On the eve of a G20 group meeting International Policy Network together with Lion Rock Institute and other think tanks published report How Not to Solve a Crisis. The report analyses governments interference in solving financial crisis and draws this attempts as counterproductive. The authors argue about the ways of managing the risks inherent in the financial system.
According to the report written by Bill Stacey and Julian Morris, one of the reasons for recent weak financial climate was discriminatory regulations against certain classes of asset that resulted in ‘regulatory arbitrage,’ whereby financial institutions created off-balance-sheet structures in order to generate synthetic credit. Well-meaning market interventions intended to enable low-income US households to own homes.
These factors drove lending to impecunious borrowers in the US, fuelling a housing boom. The subsequent bust has led to the collapse in value of the off-balance-sheet structures. Because those structures had been used to underpin loans, their collapse has caused banks to stop lending to one another.
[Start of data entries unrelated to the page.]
//! Call scanner.
//!
//! Splits a request body into its calls. Argument lists are walked tag by
//! tag to find where each call ends, and kept as raw bytes until a handler
//! asks for them.
//!
//! ```text
//! body  := 'z' | call+ 'z'
//! call  := 'C' name [ list [ 't' ] ]
//! ```

use bytes::Bytes;
use serde_json::Value;

use super::reader::Reader;
use super::tags;
use crate::error::{Result, ServiceError};

/// One call parsed out of a request body.
#[derive(Debug, Clone, PartialEq, Eq)]
pub struct Call {
    /// Function name as sent by the peer.
    pub name: String,
    /// Raw argument list, including its `a` tag. Empty when no list was sent.
    pub args: Bytes,
    /// Number of arguments announced by the list.
    pub arg_count: usize,
    /// Peer asked for arguments to be passed by reference.
    pub by_ref: bool,
}

impl Call {
    /// Decode the argument list.
    pub fn arguments(&self) -> Result<Vec<Value>> {
        if self.args.is_empty() {
            return Ok(Vec::new());
        }
        match Reader::new(&self.args).read_value()? {
            Value::Array(values) => Ok(values),
            other => Err(ServiceError::Codec(format!("argument list decoded to {}", other))),
        }
    }

    /// Check the name against `other`, ignoring ASCII case.
    #[inline]
    pub fn is(&self, other: &str) -> bool {
        self.name.eq_ignore_ascii_case(other)
    }
}

/// Scan `body` into its calls.
///
/// An empty body, or one holding only the end tag, has no calls. Any tag
/// other than call or end at a call boundary fails with
/// [`ServiceError::MalformedPayload`].
pub fn scan(body: &[u8]) -> Result<Vec<Call>> {
    let mut reader = Reader::new(body);
    let first = match reader.peek_byte() {
        None => return Ok(Vec::new()),
        Some(_) => reader.read_byte()?,
    };

    match first {
        tags::END => return Ok(Vec::new()),
        tags::CALL => {}
        other => {
            return Err(ServiceError::MalformedPayload {
                tag: other,
                remaining: reader.remaining().to_vec(),
            })
        }
    }

    let mut calls = Vec::new();
    loop {
        reader.reset();
        let name = match reader.read_value()? {
            Value::String(name) => name,
            other => return Err(ServiceError::Codec(format!("call name must be a string, got {}", other))),
        };

        let mut args = Bytes::new();
        let mut arg_count = 0;
        let mut by_ref = false;

        if reader.peek_byte() == Some(tags::LIST) {
            let start = reader.position();
            arg_count = list_count(&body[start + 1..])?;
            reader.skip_value()?;
            args = Bytes::copy_from_slice(&body[start..reader.position()]);
            if reader.peek_byte() == Some(tags::TRUE) {
                by_ref = true;
                reader.read_byte()?;
            }
        }

        let tag = reader.read_byte()?;
        calls.push(Call {
            name,
            args,
            arg_count,
            by_ref,
        });

        match tag {
            tags::CALL => continue,
            tags::END => return Ok(calls),
            other => {
                return Err(ServiceError::MalformedPayload {
                    tag: other,
                    remaining: reader.remaining().to_vec(),
                })
            }
        }
    }
}

/// Count in `a<count>{`; `rest` starts right after the `a`.
fn list_count(rest: &[u8]) -> Result<usize> {
    let end = rest
        .iter()
        .position(|&b| b == tags::OPENBRACE)
        .ok_or_else(|| ServiceError::Codec("unterminated argument list".to_string()))?;
    if end == 0 {
        return Ok(0);
    }
    std::str::from_utf8(&rest[..end])
        .ok()
        .and_then(|s| s.parse().ok())
        .ok_or_else(|| ServiceError::Codec(format!("invalid list count {:?}", String::from_utf8_lossy(&rest[..end]))))
}
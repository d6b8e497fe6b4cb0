//! Handler module - endpoints callable by the directory.
//!
//! Provides:
//! - [`HandlerRegistry`] - flat table of lowercase names to handlers
//! - [`Endpoint`] - function, object or table registration shapes
//! - [`Context`] - per-call ids and echoed header
//! - [`SystemCall`] - the built-in `sys_*` calls
//!
//! # Example
//!
//! ```ignore
//! use servicereg_client::handler::{Context, HandlerRegistry};
//!
//! let mut registry = HandlerRegistry::new();
//!
//! registry.add_function("demo_echo", |(text,): (String,), _ctx: Context| async move {
//!     Ok(text)
//! });
//! ```

mod context;
mod registry;
mod system;

pub use context::Context;
pub use registry::{BoxFuture, Endpoint, Handler, HandlerRegistry, HandlerResult, ServiceObject, TypedHandler};
pub use system::{relay_log, system_names, SystemCall};
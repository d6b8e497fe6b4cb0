//! Wire format encoding and decoding.
//!
//! Every frame starts with a 6-byte prefix, followed (for request frames) by a
//! 17-byte header, the opaque context and the body:
//! ```text
//! ┌──────┬─────────┬──────────┬──────────────────────┬─────────┬──────┐
//! │ Flag │ Version │ Length   │ Header               │ Context │ Body │
//! │ 1    │ 1       │ 4        │ 17                   │ 0..255  │ ...  │
//! │ u8   │ u8      │ u32 BE   │                      │         │      │
//! └──────┴─────────┴──────────┴──────────────────────┴─────────┴──────┘
//!
//! Header:
//! ┌──────────┬────────────┬────────────┬──────────┬───────────────┐
//! │ AppId    │ ServiceId  │ RequestId  │ AdminId  │ ContextLength │
//! │ u32 BE   │ u32 BE     │ u32 BE     │ u32 BE   │ u8            │
//! └──────────┴────────────┴────────────┴──────────┴───────────────┘
//! ```
//!
//! `Length` counts header + context + body. All multi-byte integers are Big Endian.

/// Prefix size in bytes (flag, version, length).
pub const PREFIX_SIZE: usize = 6;

/// Header size in bytes (fixed, exactly 17).
pub const HEADER_SIZE: usize = 17;

/// Offset of the context inside a request frame.
pub const CONTEXT_OFFSET: usize = PREFIX_SIZE + HEADER_SIZE;

/// The only protocol version accepted.
pub const PROTOCOL_VERSION: u8 = 1;

/// Maximum body bytes carried by a single outbound frame.
pub const MAX_CHUNK_SIZE: usize = 0x200000;

/// Default maximum inbound `length` (socket package limit of the directory).
pub const DEFAULT_MAX_FRAME_LENGTH: u32 = 0x21000;

/// Largest context the one-byte length field can describe.
pub const MAX_CONTEXT_LENGTH: usize = u8::MAX as usize;

/// Flag constants for the protocol.
pub mod flags {
    /// Message originates from a system call.
    pub const SYS_MSG: u8 = 0b0000_0001;
    /// Frame carries an RPC result rather than a request.
    pub const RESULT_MODE: u8 = 0b0000_0010;
    /// Last frame of a (possibly chunked) result.
    pub const FINISH: u8 = 0b0000_0100;
    /// Request forwarded from a browser.
    pub const TRANSPORT: u8 = 0b0000_1000;

    /// Check if a specific flag is set.
    #[inline]
    pub fn has_flag(flags: u8, flag: u8) -> bool {
        flags & flag != 0
    }
}

/// The 6-byte frame prefix.
#[derive(Debug, Clone, Copy, PartialEq, Eq)]
pub struct Prefix {
    /// Flags byte (see `flags` module).
    pub flag: u8,
    /// Protocol version.
    pub version: u8,
    /// Byte count of header + context + body.
    pub length: u32,
}

impl Prefix {
    /// Create a new prefix.
    pub fn new(flag: u8, version: u8, length: u32) -> Self {
        Self {
            flag,
            version,
            length,
        }
    }

    /// Encode prefix to bytes (Big Endian).
    pub fn encode(&self) -> [u8; PREFIX_SIZE] {
        let mut buf = [0u8; PREFIX_SIZE];
        buf[0] = self.flag;
        buf[1] = self.version;
        buf[2..6].copy_from_slice(&self.length.to_be_bytes());
        buf
    }

    /// Decode prefix from bytes.
    ///
    /// Returns `None` if buffer is too short.
    pub fn decode(buf: &[u8]) -> Option<Self> {
        if buf.len() < PREFIX_SIZE {
            return None;
        }
        Some(Self {
            flag: buf[0],
            version: buf[1],
            length: u32::from_be_bytes([buf[2], buf[3], buf[4], buf[5]]),
        })
    }

    /// Check if this frame carries a result.
    #[inline]
    pub fn is_result(&self) -> bool {
        flags::has_flag(self.flag, flags::RESULT_MODE)
    }

    /// Total frame size on the wire.
    #[inline]
    pub fn frame_size(&self) -> usize {
        PREFIX_SIZE + self.length as usize
    }
}

/// Decoded request header.
#[derive(Debug, Clone, Copy, PartialEq, Eq, Default)]
pub struct Header {
    /// Application identifier.
    pub app_id: u32,
    /// Service identifier.
    pub service_id: u32,
    /// Request identifier assigned by the directory.
    pub request_id: u32,
    /// Administrator on whose behalf the call is made.
    pub admin_id: u32,
    /// Length of the opaque context that follows the header.
    pub context_length: u8,
}

impl Header {
    /// Create a new header.
    pub fn new(app_id: u32, service_id: u32, request_id: u32, admin_id: u32, context_length: u8) -> Self {
        Self {
            app_id,
            service_id,
            request_id,
            admin_id,
            context_length,
        }
    }

    /// Encode header to bytes (Big Endian).
    pub fn encode(&self) -> [u8; HEADER_SIZE] {
        let mut buf = [0u8; HEADER_SIZE];
        self.encode_into(&mut buf);
        buf
    }

    /// Encode header into an existing buffer.
    ///
    /// # Panics
    ///
    /// Panics if buffer is smaller than `HEADER_SIZE` (17 bytes).
    pub fn encode_into(&self, buf: &mut [u8]) {
        debug_assert!(buf.len() >= HEADER_SIZE);
        buf[0..4].copy_from_slice(&self.app_id.to_be_bytes());
        buf[4..8].copy_from_slice(&self.service_id.to_be_bytes());
        buf[8..12].copy_from_slice(&self.request_id.to_be_bytes());
        buf[12..16].copy_from_slice(&self.admin_id.to_be_bytes());
        buf[16] = self.context_length;
    }

    /// Decode header from bytes.
    ///
    /// Returns `None` if buffer is too short.
    pub fn decode(buf: &[u8]) -> Option<Self> {
        if buf.len() < HEADER_SIZE {
            return None;
        }
        Some(Self {
            app_id: u32::from_be_bytes([buf[0], buf[1], buf[2], buf[3]]),
            service_id: u32::from_be_bytes([buf[4], buf[5], buf[6], buf[7]]),
            request_id: u32::from_be_bytes([buf[8], buf[9], buf[10], buf[11]]),
            admin_id: u32::from_be_bytes([buf[12], buf[13], buf[14], buf[15]]),
            context_length: buf[16],
        })
    }
}
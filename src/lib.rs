//! # servicereg-client
//!
//! Worker-side client for the XDApp service registration and RPC protocol.
//!
//! A service dials the directory, proves it holds the shared key through a
//! three-step handshake, then answers Hprose calls relayed by the directory
//! until the socket drops. Lost sockets are re-dialed after a short delay;
//! handshake failures stop the service for good.
//!
//! ## Architecture
//!
//! - **Frame codec** ([`protocol`]): 6-byte prefix, 17-byte header, opaque
//!   context, chunked bodies
//! - **Call scanner** ([`codec`]): splits a body into named calls with raw
//!   argument spans
//! - **Connection** ([`connection`]): connect, receive, back off, repeat
//! - **Handshake** ([`handshake`]): `sys_reg` / `sys_regOk` / `sys_regErr`
//! - **Dispatcher** ([`dispatcher`]): trust gating and routing to handlers
//!
//! ## Example
//!
//! ```ignore
//! use servicereg_client::Service;
//!
//! #[tokio::main]
//! async fn main() {
//!     let service = Service::builder("demo", "test", "123456")
//!         .web_function("hello", |(name,): (String,), _ctx| async move {
//!             Ok(format!("hello {}", name))
//!         })
//!         .build();
//!
//!     service.connect_to_local_dev("127.0.0.1", 8061).await.unwrap_err();
//! }
//! ```

pub mod codec;
pub mod config;
pub mod connection;
pub mod dispatcher;
pub mod error;
pub mod handler;
pub mod handshake;
pub mod protocol;
pub mod state;
pub mod transport;
pub mod writer;

mod service;

pub use config::{Environment, ServiceConfig};
pub use dispatcher::ResultSink;
pub use error::{Result, ServiceError};
pub use handler::{Context, Endpoint, ServiceObject};
pub use service::{Service, ServiceBuilder};
pub use state::Phase;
Sequential attempts by governments around the world to intervene in the markets and bolster lending have been largely counterproductive they have pre-empted private market solutions and in many cases generated further moral hazard, contributing to further erosion of trust and weakening of incentives to lend. As a result, what started as a financial crisis is turning into a full-scale economic catastrophe.
Significant role authors give to the regulatory structures. Several smaller countries have suffered less in the crisis seemingly because of different regulatory regimes. If there had been only one global rule and it had been the wrong one, everybody would have suffered equally and we would have less knowledge as to why and what – to do. When governments compete with one another, they have stronger incentives to identify solutions rather than placate vested interests.
The report cautions against any direct intervention by government:
Governments are terrible at allocating resources and their attempts to boost our economies will almost certainly backfire. Economic growth is the result of entrepreneurs identifying and filling niches by developing better products and production processes, thereby boosting production and productivity. In contrast, when governments throw money at the economy, they divert resources away from their most efficient and effective uses, undermining innovation and growth.
The main conclusion report comes to is simple, clear rules that do not discriminate in favour of or against any particular class of asset.
The best way to stimulate the economies of the world would be to reduce the number of overbearing taxes and regulations that currently inhibit the development and delivery of all manner of products and services.
L.D.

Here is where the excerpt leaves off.